Second, I looked up what would count as a “qualifying enrollment event” based on HIPAA regulations and our company policy. Having the baby counts, but then it’s too late for the pregnancy. Dying counts, but that’s a non-starter. Employment status changes, on the other hand, could work. But the trick is that you have to get a job that has benefits. Then, you have to take those benefits. That’s a bit hard to come by as a pregnant woman — although, we probably could have pulled it off at a corporate Papa John’s location. Additionally, most places have a several month waiting period before you get those benefits and, by then, she would have delivered — my son was born in March.
Third, there’s COBRA. The only way we could get COBRA coverage is if I quit my job before her coverage ended (i.e. December 31st, 2010). For a long time, this seemed to be the most likely scenario and was something I discussed with my boss. I didn’t want to quit, but I was apparently going to have to quit.
But then, I found another way I could get my wife back on my insurance. Yes. It would be expensive. Yes. It would be time consuming. But, it would be less expensive than paying for an emergency C-section in cash, much less a loan. As it turns out, this was my financial saving grace and saved me enough money that I could pay for my son’s 3-4 month NICU stint and multiple surgeries.
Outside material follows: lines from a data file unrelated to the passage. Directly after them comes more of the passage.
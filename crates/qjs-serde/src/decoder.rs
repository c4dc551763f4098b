//! Tag-dispatch decoder.

use indexmap::IndexMap;
use qjs_serde_buffers::Reader;
use tracing::{debug, trace};

use crate::atoms::{read_atom_key, read_header, AtomTable};
use crate::constants::Tag;
use crate::error::{Error, Result};
use crate::options::Options;
use crate::primitive::{read_f64, read_string, read_svarint, read_uvarint};
use crate::typed_array::{read_array_buffer, read_typed_array};
use crate::value::{Object, Value};

/// Decodes a header plus one value from a byte slice.
///
/// Holds only its options between calls; each [`decode`](Decoder::decode)
/// builds its own atom table and depth counter.
#[derive(Debug, Default)]
pub struct Decoder {
    options: Options,
    consumed: usize,
}

impl Decoder {
    pub fn new() -> Self {
        Self::default()
    }

    pub fn with_options(options: Options) -> Self {
        Self {
            options,
            consumed: 0,
        }
    }

    pub fn options(&self) -> &Options {
        &self.options
    }

    /// Decodes one value. Bytes after the value are left unread; see
    /// [`consumed`](Decoder::consumed).
    pub fn decode(&mut self, input: &[u8]) -> Result<Value> {
        let mut reader = Reader::new(input);
        let result = read_header(&mut reader).and_then(|atoms| {
            let mut session = Session {
                reader: &mut reader,
                atoms,
                max_depth: self.options.max_depth,
            };
            session.read_value()
        });
        self.consumed = reader.x;
        if let Err(e) = &result {
            debug!(error = %e, offset = reader.x, "decode failed");
        }
        result
    }

    /// Bytes consumed by the last [`decode`](Decoder::decode) call.
    pub fn consumed(&self) -> usize {
        self.consumed
    }
}

struct Session<'a, 'r> {
    reader: &'r mut Reader<'a>,
    atoms: AtomTable,
    max_depth: usize,
}

/// A container whose children are still being read.
enum Frame {
    Array {
        items: Vec<Value>,
        remaining: usize,
    },
    Object {
        entries: Object,
        remaining: usize,
        key: String,
    },
}

impl Frame {
    fn is_full(&self) -> bool {
        match self {
            Frame::Array { remaining, .. } | Frame::Object { remaining, .. } => *remaining == 0,
        }
    }

    fn push(&mut self, value: Value) {
        match self {
            Frame::Array { items, remaining } => {
                items.push(value);
                *remaining -= 1;
            }
            Frame::Object {
                entries,
                remaining,
                key,
            } => {
                entries.insert(std::mem::take(key), value);
                *remaining -= 1;
            }
        }
    }

    fn finish(self) -> Value {
        match self {
            Frame::Array { items, .. } => Value::Array(items),
            Frame::Object { entries, .. } => Value::Object(entries),
        }
    }
}

/// What a single tag read produced.
enum Item {
    Leaf(Value),
    Open(Frame),
}

impl Session<'_, '_> {
    fn enter(&self, depth: usize) -> Result<()> {
        if depth + 1 > self.max_depth {
            return Err(Error::DepthExceeded(self.max_depth));
        }
        Ok(())
    }

    /// Rejects counts that cannot fit in the remaining input before
    /// allocating for them. Every element takes at least one byte.
    fn check_count(&self, count: usize) -> Result<()> {
        if count > self.reader.size() {
            return Err(Error::StreamTruncated);
        }
        Ok(())
    }

    /// Reads one value. Open containers live on an explicit stack, so input
    /// nesting never grows the call stack.
    fn read_value(&mut self) -> Result<Value> {
        let mut stack: Vec<Frame> = Vec::new();
        'next: loop {
            if let Some(Frame::Object { key, .. }) = stack.last_mut() {
                *key = read_atom_key(self.reader, &self.atoms)?;
            }
            let mut value = match self.read_item(stack.len())? {
                Item::Leaf(value) => value,
                Item::Open(frame) if frame.is_full() => frame.finish(),
                Item::Open(frame) => {
                    stack.push(frame);
                    continue;
                }
            };
            while let Some(mut parent) = stack.pop() {
                parent.push(value);
                if !parent.is_full() {
                    stack.push(parent);
                    continue 'next;
                }
                value = parent.finish();
            }
            return Ok(value);
        }
    }

    fn read_item(&mut self, depth: usize) -> Result<Item> {
        let byte = self.reader.u8()?;
        let tag =
            Tag::try_from(byte).map_err(|b| Error::UnsupportedTag(format!("unknown tag {b}")))?;
        trace!(tag = tag.name(), depth, "read value");
        let value = match tag {
            Tag::Null => Value::Null,
            Tag::Undefined => Value::Undefined,
            Tag::False => Value::Bool(false),
            Tag::True => Value::Bool(true),
            Tag::Int32 => Value::Int32(read_svarint(self.reader)?),
            Tag::Float64 => Value::Float64(read_f64(self.reader)?),
            Tag::String => Value::String(read_string(self.reader)?),
            Tag::Object => {
                self.enter(depth)?;
                let size = self.read_count()?;
                return Ok(Item::Open(Frame::Object {
                    entries: IndexMap::with_capacity(size),
                    remaining: size,
                    key: String::new(),
                }));
            }
            Tag::Array => {
                self.enter(depth)?;
                let size = self.read_count()?;
                return Ok(Item::Open(Frame::Array {
                    items: Vec::with_capacity(size),
                    remaining: size,
                }));
            }
            Tag::ArrayBuffer => Value::ArrayBuffer(read_array_buffer(self.reader)?),
            Tag::TypedArray => {
                self.enter(depth)?;
                Value::TypedArray(read_typed_array(self.reader)?)
            }
            Tag::BigInt
            | Tag::TemplateObject
            | Tag::FunctionBytecode
            | Tag::Module
            | Tag::SharedArrayBuffer
            | Tag::RegExp
            | Tag::Date
            | Tag::ObjectValue
            | Tag::ObjectReference => return Err(Error::UnsupportedTag(tag.name().to_owned())),
        };
        Ok(Item::Leaf(value))
    }

    fn read_count(&mut self) -> Result<usize> {
        let size = read_uvarint(self.reader)? as usize;
        self.check_count(size)?;
        Ok(size)
    }
}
I could start my own business, hire my wife (and another person, to make it work in Texas), get a corporate insurance plan for small businesses, and set my own insurance policy (which paid 100% health insurance on the first day of employment). The business died very quickly and my wife and the other employee quit within a few weeks. That made my wife eligible for insurance at my present company again. I’m no lawyer, but I did talk to one – one that worked for me. It’s not fraud if you legitimately did it. I paid employees and taxes. I bought domains, wrote designs, and started banging out code. It wasn’t until I found multiple similar products in the marketplace before I stopped — and that was after folks quit.
I’m writing this today because I finally finished filing my company’s federal taxes. All that’s left is to hire a tax professional to handle my personal taxes (because that is just too much string to unwind). I still own the business and might try to pick it up again soon with a slightly different tack — more with what I originally had in mind. And I have learned a stupid amount about health care plans, HIPAA, ERISA, and taxation at the state and federal levels for someone with no interest or background in those fields, all of which I hope to soon forget about. I very much want to celebrate and to take a loooong vacation.